二軸嚥下加速度計信号は唾液嚥下と水分嚥下5回ずつで計測しました。変動、振幅分布の歪度と尖度、信号記憶、信号エネルギー、最大エネルギー尺度、最大振幅といった信号を調べました(この辺詳しくないので、日本語訳がいい加減です)。
正準相関分析が何かは、私もよく理解できていませんが、興味のある方は下記のスライドシェアを参照してください。
http://www.slideshare.net/akisatokimura/090608-cca
結果ですが、唾液嚥下と水分嚥下の上下軸では有意な直線関係を認めませんでした。前後軸では、振幅分布の尖度と信号記憶が年齢と有意に相関していました。これより身体計測ではなく年齢が二軸嚥下加速度計信号と関連を認めるかもしれないという結論です。
嚥下機能と頸囲(首回り)に関心があったので、この論文を読んでみました。ただ、頸囲は下顎長や体重と強い相関があったため、正準相関分析には含まれていませんでした。そのため、頸囲と二軸嚥下加速度計信号による嚥下機能に関連があるかどうかは不明でした。
頸囲(neck circumference)と嚥下機能をみた論文は、私が調べた範囲ではあまりありませんでした。むしろ睡眠時無呼吸症候群との関連、肥満・BMIのマーカーに関する論文が多かったです。心血管疾患のリスクや脳卒中の死亡率と関連という報告もありました。

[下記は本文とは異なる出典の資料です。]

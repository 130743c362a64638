use once_cell::sync::Lazy;
use regex::Regex;

/// First code point of the precomposed Hangul syllable block
pub const HANGUL_SYLLABLE_BASE: u32 = 0xAC00;

/// Number of precomposed Hangul syllables
const HANGUL_SYLLABLE_COUNT: u32 = 11_172;

/// Syllables per leading consonant: 21 vowels × 28 trailing slots
const SYLLABLES_PER_INITIAL: u32 = 588;

/// Leading consonants in syllable-block order
pub const CHOSUNG_TABLE: [char; 19] = [
    'ㄱ', 'ㄲ', 'ㄴ', 'ㄷ', 'ㄸ', 'ㄹ', 'ㅁ', 'ㅂ', 'ㅃ', 'ㅅ', 'ㅆ', 'ㅇ', 'ㅈ', 'ㅉ', 'ㅊ', 'ㅋ',
    'ㅌ', 'ㅍ', 'ㅎ',
];

static LATIN_INITIAL: Lazy<Regex> =
    Lazy::new(|| Regex::new(r"^[a-zA-Z]").expect("valid regex"));

/// Classification label for a name.
///
/// Hangul syllables map to their leading consonant. Anything else maps to the
/// uppercased first character, and an empty name maps to the empty label.
#[must_use]
pub fn initial_consonant(name: &str) -> String {
    let Some(first) = name.chars().next() else {
        return String::new();
    };

    let offset = u32::from(first).wrapping_sub(HANGUL_SYLLABLE_BASE);
    if offset < HANGUL_SYLLABLE_COUNT {
        let index = (offset / SYLLABLES_PER_INITIAL) as usize;
        return CHOSUNG_TABLE[index].to_string();
    }

    first.to_uppercase().collect()
}

/// Whether the name starts with an ASCII letter (the "A-Z" bucket)
#[must_use]
pub fn is_latin_initial(name: &str) -> bool {
    LATIN_INITIAL.is_match(name)
}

ただ、いずれにしても頸囲が太いことに問題があるという論文がほとんどです。頸囲が細いことに問題があることについて触れた論文はあまり見つかりませんでした。頸囲が細い=サルコペニア=嚥下障害については、やはり自分たちで研究しなければいけないようです。
Abstract
Swallowing accelerometry has been proposed as a potential minimally invasive tool for collecting assessment information about swallowing. The first step toward using sounds and signals for dysphagia detection involves characterizing the healthy swallow. The purpose of this article is to explore systematic variations in swallowing accelerometry signals that can be attributed to demographic factors (such as participant gender and age) and anthropometric factors (such as weight and height). Data from 50 healthy participants (25 women and 25 men), ranging in age from 18 to 80 years and with approximately equal distribution across four age groups (18-35, 36-50, 51-65, 66 and older) were analyzed. Anthropometric and demographic variables of interest included participant age, gender, weight, height, body fat percent, neck circumference, and mandibular length. Dual-axis (superior-inferior and anterior-posterior) swallowing accelerometry signals were obtained for five saliva and five water swallows per participant. Several swallowing signal characteristics were derived for each swallowing task, including variance, amplitude distribution skewness, amplitude distribution kurtosis, signal memory, total signal energy, peak energy scale, and peak amplitude. Canonical correlation analysis was performed between the anthropometric/demographic variables and swallowing signal characteristics. No significant linear relationships were identified for saliva swallows or for superior-inferior axis accelerometry signals on water swallows. In the anterior-posterior axis, signal amplitude distribution kurtosis and signal memory were significantly correlated with age (r = 0.52, P = 0.047). These findings suggest that swallowing accelerometry signals may have task-specific associations with demographic (but not anthropometric) factors. Given the limited sample size, our results should be interpreted with caution and replication studies with larger sample sizes are warranted.